Death And The Penguin (Andrey Kurkov): This is our next ‘Blokes’ book. This book, first published in 1996) is the second of Kurkov’s books I’ve read (the other was ‘Grey Bees’). Russian-born Kurkov lives in Kiev and, sadly – given the Russian invasion last year – this political satire of a novel neatly reflects ‘life imitating art’. The background to the book is one of contract killings, executed journalists, rampaging political corruption and an environment of profound moral chaos. The novel's hero, Viktor Zolotaryov, is a frustrated, unsuccessful short story-writer who reluctantly takes up a job as star obituarist for a newspaper… with a brief to select powerful figures from Ukrainian high society and prepare mournful, pithy articles in readiness for the possibility that they might suddenly die… which, of course, they do! I’ll refrain from providing further details (*no spoilers*), but Viktor's ‘career’ is watched over by his pet penguin, Misha - adopted a few months earlier from the impoverished city zoo… and it’s the penguin that is the only being capable of inspiring any real affection in Viktor. In the cynical atmosphere of post-communist Kiev, the penguin is the only being which inspires in Viktor real affection (and produces delightful dark humour into the novel). Apparently, the author saw the penguin as something representing a portrayal of post-Soviet chaos ('the penguin is a collective animal who is at a loss when he is alone. In the Antarctic, they live in huge groups and all their movements are programmed in their brains so that they follow one another. When you take one away from the others he is lost… This is what happened to the Soviet people who were collective animals - used to being helped by one another. With the collapse of the Soviet Union suddenly they found themselves alone, no longer felt protected by their neighbours, in a completely unfamiliar situation where they couldn't understand the new rules of life'). It’s a depressing story but, despite its bleak moral landscape, one which I also found very funny and nourishing.

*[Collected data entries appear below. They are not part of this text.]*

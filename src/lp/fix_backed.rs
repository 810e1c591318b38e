// =============================================================================
// FIX-backed LP adapter — market data over the FIX 4.4 session
// =============================================================================
//
// The FIX session owns the transport; this adapter subscribes via
// MarketDataRequest (35=V) and translates MarketDataSnapshot (35=W) /
// IncrementalRefresh (35=X) into unified quotes. The session's application
// dispatcher feeds inbound messages to `handle_app_message`.
// =============================================================================

use std::sync::Arc;

use async_trait::async_trait;
use tokio::sync::mpsc;
use tracing::{debug, warn};

use crate::clock::Clock;
use crate::error::{CoreError, CoreResult};
use crate::fix::message::*;
use crate::fix::session::{AppMessage, ConnectionState, FixSessionHandle};
use crate::lp::adapter::LpAdapter;
use crate::market_data::Quote;

pub struct FixBackedAdapter {
    lp_id: String,
    session: FixSessionHandle,
    quotes: mpsc::Sender<Quote>,
    clock: Arc<Clock>,
}

impl FixBackedAdapter {
    pub fn new(
        lp_id: impl Into<String>,
        session: FixSessionHandle,
        quotes: mpsc::Sender<Quote>,
        clock: Arc<Clock>,
    ) -> Self {
        Self {
            lp_id: lp_id.into(),
            session,
            quotes,
            clock,
        }
    }

    /// Feed an inbound application message from the session dispatcher.
    pub fn handle_app_message(&self, msg: &AppMessage) {
        if !matches!(
            msg.msg_type,
            MsgType::MarketDataSnapshot | MsgType::MarketDataIncremental
        ) {
            return;
        }
        for quote in quotes_from_market_data(&self.lp_id, msg, self.clock.now_ms()) {
            if self.quotes.try_send(quote).is_err() {
                debug!(lp = %self.lp_id, "merge channel full, quote dropped");
            }
        }
    }
}

/// Extract `(symbol, bid, ask)` groups from a market data message. Entries
/// are `269=0` (bid) / `269=1` (offer) each followed by `270` (price);
/// `55` switches the current symbol.
pub fn quotes_from_market_data(lp_id: &str, msg: &AppMessage, now_ms: i64) -> Vec<Quote> {
    let mut out = Vec::new();
    let mut symbol: Option<String> = None;
    let mut bid: Option<f64> = None;
    let mut ask: Option<f64> = None;
    let mut entry_type: Option<&str> = None;

    let mut flush = |symbol: &Option<String>, bid: &mut Option<f64>, ask: &mut Option<f64>| {
        if let (Some(sym), Some(b), Some(a)) = (symbol.as_ref(), *bid, *ask) {
            out.push(Quote {
                lp_id: lp_id.to_string(),
                symbol: sym.clone(),
                bid: b,
                ask: a,
                timestamp_ms: now_ms,
            });
            *bid = None;
            *ask = None;
        }
    };

    for (tag, value) in &msg.fields {
        match *tag {
            TAG_SYMBOL => {
                flush(&symbol, &mut bid, &mut ask);
                symbol = Some(value.to_uppercase());
            }
            TAG_MD_ENTRY_TYPE => entry_type = Some(value.as_str()),
            TAG_MD_ENTRY_PX => {
                let Ok(px) = value.parse::<f64>() else { continue };
                match entry_type {
                    Some("0") => bid = Some(px),
                    Some("1") => ask = Some(px),
                    _ => {}
                }
                flush(&symbol, &mut bid, &mut ask);
            }
            _ => {}
        }
    }
    flush(&symbol, &mut bid, &mut ask);
    out
}

#[async_trait]
impl LpAdapter for FixBackedAdapter {
    fn lp_id(&self) -> &str {
        &self.lp_id
    }

    async fn connect(&self) -> CoreResult<()> {
        // The session task manages its own transport and reconnects.
        match self.session.state() {
            ConnectionState::LoggedIn => Ok(()),
            state => Err(CoreError::Upstream(format!(
                "{}: fix session not ready ({state})",
                self.lp_id
            ))),
        }
    }

    async fn disconnect(&self) {
        self.session.logout().await;
    }

    fn is_connected(&self) -> bool {
        self.session.state() == ConnectionState::LoggedIn
    }

    async fn start_streaming(&self, symbols: &[String]) -> CoreResult<()> {
        for symbol in symbols {
            let request = MessageBuilder::new(MsgType::MarketDataRequest)
                .field(TAG_MD_REQ_ID, format!("md-{}-{symbol}", self.lp_id))
                .field(TAG_SUBSCRIPTION_TYPE, 1) // snapshot + updates
                .field(TAG_MARKET_DEPTH, 0) // top of book
                .field(TAG_NO_MD_ENTRY_TYPES, 2)
                .field(TAG_MD_ENTRY_TYPE, 0)
                .field(TAG_MD_ENTRY_TYPE, 1)
                .field(TAG_NO_RELATED_SYM, 1)
                .field(TAG_SYMBOL, symbol);
            if !self
                .session
                .send_app(request, MsgType::MarketDataRequest)
                .await
            {
                warn!(lp = %self.lp_id, symbol = %symbol, "market data request not sent");
                return Err(CoreError::Upstream(format!(
                    "{}: session command channel closed",
                    self.lp_id
                )));
            }
        }
        Ok(())
    }

    async fn stop_streaming(&self, symbols: &[String]) -> CoreResult<()> {
        for symbol in symbols {
            let request = MessageBuilder::new(MsgType::MarketDataRequest)
                .field(TAG_MD_REQ_ID, format!("md-{}-{symbol}", self.lp_id))
                .field(TAG_SUBSCRIPTION_TYPE, 2) // disable previous snapshot
                .field(TAG_NO_RELATED_SYM, 1)
                .field(TAG_SYMBOL, symbol);
            let _ = self
                .session
                .send_app(request, MsgType::MarketDataRequest)
                .await;
        }
        Ok(())
    }
}

impl std::fmt::Debug for FixBackedAdapter {
    fn fmt(&self, f: &mut std::fmt::Formatter<'_>) -> std::fmt::Result {
        f.debug_struct("FixBackedAdapter")
            .field("lp_id", &self.lp_id)
            .field("session", &self.session.session_id)
            .finish()
    }
}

Shy (Max Porter): This is the author’s fourth book… and I’ve read all of them. It’s set in 1995 and Shy, a 16-year-old boy, is a pupil at the Last Chance boarding school – an unconventional institution for the rehabilitation of some of the most disturbed and violent young offenders in the country. He’s been expelled from two other schools and has a history of drugs, violence, crime and, not surprisingly, has alienated his mother. The novel is about childhood, cruelty, compassion and despair. It makes for a tough, disquieting and exhilarating read… brilliantly impressive in the way Porter gets inside Shy’s head and expresses his thinking and actions in a blunt, shocking way. I don’t want to divulge how the story evolves; all I’ll say is that, as with Porter’s previous books, I love the way he constructs his stories - even how they appear on the page… different type faces and font sizes, careful considered layouts. I’m a great lover of Porter’s writing style and found this short, but intense, book hugely impressive.